FusilatNews – Di era Jokowi, loyalitas politik diukur dari seberapa patuh aktor-aktor di sekitar istana mengamini kebijakan dan narasi besar sang presiden—IKN, hilirisasi, bahkan soal “putra mahkota” Gibran. Dalam ekosistem seperti ini, tokoh seperti Eggi Sudjana dan Syahganda Nainggolan ibarat virus bagi sistem kekuasaan: sulit diberantas, tapi juga tak bisa diabaikan.
Kini mereka tak hanya bergerak di luar lingkar kekuasaan. Mereka mengetuk pintu yang lain—pintu tempat Prabowo, sang presiden terpilih, bersiap menyusun barisan baru.
Pertanyaannya: mengapa Sufmi Dasco membuka pintu itu?
Apakah ini bagian dari taktik rekonsiliasi diam-diam? Atau justru sinyal bahwa Prabowo tengah membangun benteng dari dalam, untuk menghadapi potensi sabotase politik dari loyalis Jokowi yang masih menyusup di kabinet masa transisi?
Sebab tak dapat dipungkiri: Prabowo bukan pewaris kekuasaan murni. Ia presiden terpilih, tapi mewarisi struktur kabinet dan jejaring birokrasi yang masih diwarnai “orang-orang Jokowi”. Maka membaca pertemuan itu bukan hanya membaca pergeseran kekuatan, tapi juga membaca mekanisme pembersihan lembut di tubuh kekuasaan ke depan.
Dasco dan Pola Gerindra: Menyusun Catur Tanpa Suara
Gerindra tidak pernah bermain dengan keramaian. Ia bukan partai yang sibuk konferensi pers setiap minggu. Tapi ketika bergerak, mereka tepat dan dalam. Kehadiran Dasco di pertemuan dengan Eggi Sudjana cs adalah pola khas Gerindra—melakukan lobi dalam senyap, namun efeknya gemuruh.
Dan jangan lupa, Eggi bukan tokoh sembarangan. Ia memiliki akar di kalangan Islam politik, alumni 212, jaringan ulama perlawanan, dan legal standing moral yang tak main-main: pernah memimpin gugatan atas tuduhan ijazah palsu Presiden.
Jika Eggi kini mulai bicara pembangunan desa, industrialisasi, dan narasi pembangunan ala negara, maka boleh jadi ia sedang menjajaki ulang posisi. Dari penentang kekuasaan, menjadi mitra kekuasaan. Dengan syarat: Jokowi ditinggal, dan Gibran tidak dibawa.
Menuju Kabinet Prabowo: Menyaring yang Lama, Memilih yang Baru
Di sinilah sesungguhnya letak getaran politik yang sesungguhnya: siapa yang akan tetap duduk di kabinet setelah Prabowo dilantik?
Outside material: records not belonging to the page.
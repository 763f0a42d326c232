//! Core types for background removal results

use crate::{
    config::OutputFormat,
    error::Result,
    services::{ImageIOService, OutputFormatHandler},
};
use image::{DynamicImage, RgbaImage};
use serde::{Deserialize, Serialize};
use std::path::Path;

/// Counters collected while flood filling one image
#[derive(Debug, Clone, Copy, Default, PartialEq, Eq, Serialize, Deserialize)]
pub struct FillStats {
    /// Distinct corner seeds enqueued (4, or fewer on 1-pixel-wide images)
    pub seeds: usize,
    /// Pixels whose alpha was cleared; equals the final visited set size
    pub cleared_pixels: usize,
    /// Neighbour evaluations the classifier rejected (rejections are not memoized)
    pub rejected_checks: usize,
}

/// Wall-clock breakdown of one removal, in milliseconds
#[derive(Debug, Clone, Default, PartialEq, Eq, Serialize, Deserialize)]
pub struct ProcessingTimings {
    /// Image loading and decoding from file
    pub image_decode_ms: u64,
    /// Flood fill traversal
    pub fill_ms: u64,
    /// Final image encoding (only when saved)
    pub image_encode_ms: Option<u64>,
    /// Total end-to-end processing time
    pub total_ms: u64,
}

impl ProcessingTimings {
    /// Create zeroed timings
    #[must_use]
    pub fn new() -> Self {
        Self::default()
    }
}

/// Result of removing the background from a single image
#[derive(Debug, Clone)]
pub struct RemovalResult {
    /// RGBA image with background pixels fully transparent
    pub image: RgbaImage,
    /// Traversal counters
    pub stats: FillStats,
    /// Timing breakdown
    pub timings: ProcessingTimings,
}

impl RemovalResult {
    /// Create a new removal result
    #[must_use]
    pub fn new(image: RgbaImage, stats: FillStats, timings: ProcessingTimings) -> Self {
        Self {
            image,
            stats,
            timings,
        }
    }

    /// Width and height of the processed image
    #[must_use]
    pub fn dimensions(&self) -> (u32, u32) {
        self.image.dimensions()
    }

    /// Traversal counters of the fill
    #[must_use]
    pub fn stats(&self) -> &FillStats {
        &self.stats
    }

    /// Get processing timings
    #[must_use]
    pub fn timings(&self) -> &ProcessingTimings {
        &self.timings
    }

    /// Number of pixels with alpha 0, including any that were transparent on input
    #[must_use]
    pub fn transparent_pixel_count(&self) -> usize {
        self.image.pixels().filter(|p| p[3] == 0).count()
    }

    /// Save using the format implied by the path's extension
    ///
    /// # Errors
    /// - `UnsupportedFormat` for extensions without an alpha-capable format
    /// - `Io` if the parent directory is missing or not writable
    pub fn save<P: AsRef<Path>>(&self, path: P) -> Result<()> {
        let format = OutputFormatHandler::format_from_path(path.as_ref())?;
        ImageIOService::save_image(&self.image, path, format, false)
    }

    /// Save as PNG regardless of extension
    pub fn save_png<P: AsRef<Path>>(&self, path: P) -> Result<()> {
        ImageIOService::save_image(&self.image, path, OutputFormat::Png, false)
    }

    /// Encode the image into an in-memory buffer
    pub fn to_bytes(&self, format: OutputFormat) -> Result<Vec<u8>> {
        ImageIOService::encode_to_bytes(&self.image, format)
    }

    /// Consume the result and return the RGBA buffer
    #[must_use]
    pub fn into_image(self) -> RgbaImage {
        self.image
    }

    /// Consume the result and return a `DynamicImage`
    #[must_use]
    pub fn into_dynamic(self) -> DynamicImage {
        DynamicImage::ImageRgba8(self.image)
    }
}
Akankah loyalis Jokowi dibiarkan tetap menguasai kementerian strategis seperti ESDM, Keuangan, dan Pendidikan?
Atau justru, seperti pertemuan ini tunjukkan, Prabowo mulai membentuk blok baru—perpaduan nasionalis dan Islam politik, aktivis dan pengusaha, yang lebih sejalan dengan visi dan gaya Prabowo yang tidak selalu bisa ditebak?
Ini bukan soal siapa duduk di mana. Ini soal arsitektur kekuasaan baru yang sedang dirancang. Dan seperti biasa, sinyal awalnya datang dari tempat tak terduga: pertemuan santai di Menteng, meme yang beredar di WhatsApp, dan peristiwa simbolik yang menjadi nyata.
Penutup Sementara: Tanda-Tanda Retaknya Fondasi Jokowi
Kekuasaan, seperti sejarah, tidak selalu runtuh dengan dentuman. Kadang ia lapuk dari dalam, digerogoti senyap oleh elemen-elemen kecil yang selama ini disepelekan.
Dalam konteks itu, pertemuan Don Dasco dengan Eggi Sudjana cs adalah semacam retakan pertama di fondasi Jokowiisme—sebuah sistem yang terlalu lama menganggap nalar publik sebagai beban dan loyalitas sebagai tiket menuju kekuasaan abadi.
Tapi sejarah selalu punya cara untuk membalas arogansi kekuasaan. Dan jika membaca peta hari ini dengan jernih, tampaknya sejarah sedang menulis bab baru—dengan Prabowo sebagai narasi utama, dan Eggi Sudjana cs sebagai pemain pembuka.